The use of stereotactic radiosurgery for benign spinal tumors: single institution experience
Boyce-Fappiano D, Elibe E, Salim Siddiqui M, Lee I, Rock J, and Siddiqui F. The use of stereotactic radiosurgery for benign spinal tumors: single institution experience. J Radiat Oncol 2018; 7(2):157-165.
J Radiat Oncol
Objective: Benign tumors of the spine pose unique challenges as they are typically located in proximity to the spinal cord and are relatively radio-resistant. Surgery is usually the first line of treatment, but recurrence can be common. Stereotactic radiosurgery (SRS) is an effective treatment for malignant spine lesions. However, patients with benign tumors generally have longer life expectancies and may develop long-term treatment side-effects. Our institutional experience in treating benign tumors with SRS is presented to display its utility for symptom and local control. Methods: A retrospective cohort analysis was performed at a single institution between 2001 and 2013. A total of 26 patients (61 vertebral levels) with benign spine tumors were treated.

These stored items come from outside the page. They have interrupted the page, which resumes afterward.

//! Schema resolution over a single table or a join plan.

use std::collections::HashMap;

use tracing::debug;

use crate::adapters::CsvSource;
use crate::config::EndpointConfig;
use crate::core::{CallContext, ColumnDescriptor, ReadScope, SourceAdapter};
use crate::error::{IngestError, Result, ValidationError};
use crate::join::JoinPlan;

/// What a read over `source` covers, given an optional join plan.
pub fn read_scope(source: &EndpointConfig, plan: Option<&JoinPlan>) -> Result<ReadScope> {
    match (source, plan) {
        (EndpointConfig::FlatFile(_), Some(_)) => Err(ValidationError::JoinOnFlatFile.into()),
        (EndpointConfig::FlatFile(file), None) => Ok(ReadScope::Table(CsvSource::table_name(file))),
        (EndpointConfig::Database(_), Some(plan)) => Ok(ReadScope::Join(plan.clone())),
        (EndpointConfig::Database(db), None) => match db.tables.as_slice() {
            [table] => Ok(ReadScope::Table(table.clone())),
            [] => Err(IngestError::invalid("source.tables must name at least one table")),
            _ => Err(IngestError::invalid(
                "multiple source tables need a join specification",
            )),
        },
    }
}

/// Resolve the unified column list for a scope.
///
/// One `list_columns` call per table, in plan order. Column names shared by
/// several joined tables are qualified as `table.column` on every table that
/// has them; nothing is dropped.
pub async fn resolve(
    source: &dyn SourceAdapter,
    ctx: &CallContext,
    scope: &ReadScope,
) -> Result<Vec<ColumnDescriptor>> {
    let tables: Vec<&str> = match scope {
        ReadScope::Table(table) => vec![table.as_str()],
        ReadScope::Join(plan) => plan.tables().collect(),
    };

    let mut columns = Vec::new();
    for table in &tables {
        let mut listed = source.list_columns(ctx, table).await?;
        debug!("Resolved {} columns for {}", listed.len(), table);
        for column in &mut listed {
            if column.table.is_none() {
                column.table = Some(table.to_string());
            }
        }
        columns.extend(listed);
    }

    if tables.len() > 1 {
        let mut counts: HashMap<String, usize> = HashMap::new();
        for column in &columns {
            *counts.entry(column.column.clone()).or_default() += 1;
        }
        for column in &mut columns {
            if counts.get(&column.column).copied().unwrap_or(0) > 1 {
                column.qualify();
            }
        }
    }

    Ok(columns)
}

/// Pick `selected` out of `schema`, preserving selection order.
pub fn select_columns(
    schema: &[ColumnDescriptor],
    selected: &[String],
) -> std::result::Result<Vec<ColumnDescriptor>, ValidationError> {
    if selected.is_empty() {
        return Err(ValidationError::EmptyColumnSelection);
    }
    selected
        .iter()
        .map(|name| {
            schema
                .iter()
                .find(|c| &c.name == name)
                .cloned()
                .ok_or_else(|| ValidationError::UnknownColumn {
                    column: name.clone(),
                })
        })
        .collect()
}

#[cfg(test)]
mod tests {
    use super::*;
    use crate::adapters::MemorySource;
    use crate::config::{DatabaseConfig, FlatFileConfig};
    use crate::core::AdapterError;
    use crate::join::{JoinEdge, JoinSpec, JoinType};

    fn source() -> MemorySource {
        MemorySource::new()
            .with_table(
                "orders",
                vec![
                    ColumnDescriptor::new("id", "UInt64", false),
                    ColumnDescriptor::new("user_id", "UInt64", false),
                    ColumnDescriptor::new("total", "Float64", false),
                ],
                vec![],
            )
            .with_table(
                "users",
                vec![
                    ColumnDescriptor::new("id", "UInt64", false),
                    ColumnDescriptor::new("name", "String", false),
                ],
                vec![],
            )
    }

    fn db(tables: &[&str]) -> EndpointConfig {
        EndpointConfig::Database(DatabaseConfig {
            host: "localhost".into(),
            port: 8123,
            database: "shop".into(),
            user: "default".into(),
            credential: Default::default(),
            secure: false,
            tables: tables.iter().map(|t| t.to_string()).collect(),
        })
    }

    #[tokio::test]
    async fn test_single_table() {
        let scope = read_scope(&db(&["orders"]), None).unwrap();
        let columns = resolve(&source(), &CallContext::default(), &scope).await.unwrap();
        let names: Vec<&str> = columns.iter().map(|c| c.name.as_str()).collect();
        assert_eq!(names, vec!["id", "user_id", "total"]);
    }

    #[tokio::test]
    async fn test_join_qualifies_collisions() {
        let plan = JoinSpec::new(
            vec!["orders".into(), "users".into()],
            vec![JoinEdge::new("orders", "users", "user_id", "id", JoinType::Inner)],
        )
        .plan()
        .unwrap();
        let scope = read_scope(&db(&["orders", "users"]), Some(&plan)).unwrap();
        let columns = resolve(&source(), &CallContext::default(), &scope).await.unwrap();
        let names: Vec<&str> = columns.iter().map(|c| c.name.as_str()).collect();
        assert_eq!(
            names,
            vec!["orders.id", "user_id", "total", "users.id", "name"]
        );
    }

    #[tokio::test]
    async fn test_missing_table_is_not_found() {
        let scope = ReadScope::Table("nope".into());
        let err = resolve(&source(), &CallContext::default(), &scope)
            .await
            .unwrap_err();
        let report = err.report().unwrap();
        assert_eq!(report.kind, crate::classify::ErrorKind::NotFound);
    }

    #[tokio::test]
    async fn test_auth_failure_is_classified() {
        struct Denied;
        #[async_trait::async_trait]
        impl SourceAdapter for Denied {
            fn system(&self) -> crate::core::TargetSystem {
                crate::core::TargetSystem::Database
            }
            async fn check_connection(&self, _: &CallContext) -> crate::core::AdapterResult<()> {
                Ok(())
            }
            async fn list_tables(&self, _: &CallContext) -> crate::core::AdapterResult<Vec<String>> {
                Err(AdapterError::from_status(401, ""))
            }
            async fn list_columns(
                &self,
                _: &CallContext,
                _: &str,
            ) -> crate::core::AdapterResult<Vec<ColumnDescriptor>> {
                Err(AdapterError::from_status(401, ""))
            }
            async fn read_batch(
                &self,
                _: &CallContext,
                _: &crate::core::ReadRequest,
                _: crate::core::Cursor,
                _: usize,
            ) -> crate::core::AdapterResult<crate::core::Batch> {
                unreachable!()
            }
        }

        let err = resolve(&Denied, &CallContext::default(), &ReadScope::Table("t".into()))
            .await
            .unwrap_err();
        assert!(err.to_string().contains("Authentication failed"));
    }

    #[test]
    fn test_scope_rules() {
        let file = EndpointConfig::FlatFile(FlatFileConfig::new("/data/prices.csv"));
        assert_eq!(
            read_scope(&file, None).unwrap(),
            ReadScope::Table("prices".into())
        );
        assert!(matches!(
            read_scope(&file, Some(&JoinPlan::single("x"))),
            Err(IngestError::Validation(ValidationError::JoinOnFlatFile))
        ));
        assert!(read_scope(&db(&["a", "b"]), None).is_err());
    }

    #[test]
    fn test_select_columns() {
        let schema = vec![
            ColumnDescriptor::new("price", "UInt32", false),
            ColumnDescriptor::new("date", "Date", false),
        ];
        let picked = select_columns(&schema, &["date".into(), "price".into()]).unwrap();
        assert_eq!(picked[0].name, "date");

        assert_eq!(
            select_columns(&schema, &["nope".into()]).unwrap_err(),
            ValidationError::UnknownColumn {
                column: "nope".into()
            }
        );
        assert_eq!(
            select_columns(&schema, &[]).unwrap_err(),
            ValidationError::EmptyColumnSelection
        );
    }
}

Electronic medical records were queried for clinical, neurological, and radiological examinations. Post-treatment pain, neurological, and radiographic control were the primary endpoints of this study. Results: Five patients (19.2%) were deceased with a median survival time of 16.9 months. Follow-up to evaluate pain response was available for 23 (88%), neurological for 20 (77%), and radiographic for 23 patients (88%). Median follow-up time was 15.5 months. Total pain response was 82.6%. Neurological improvement and radiographic control were noted in 75 and 87% of patients. One case of radionecrosis of the sacrum and one case of axillary numbness were observed. Conclusion: The results of SRS for benign tumors of the spine appear to be promising, and as a result SRS may have a role in treating benign spinal tumors for patients who are not surgical candidates.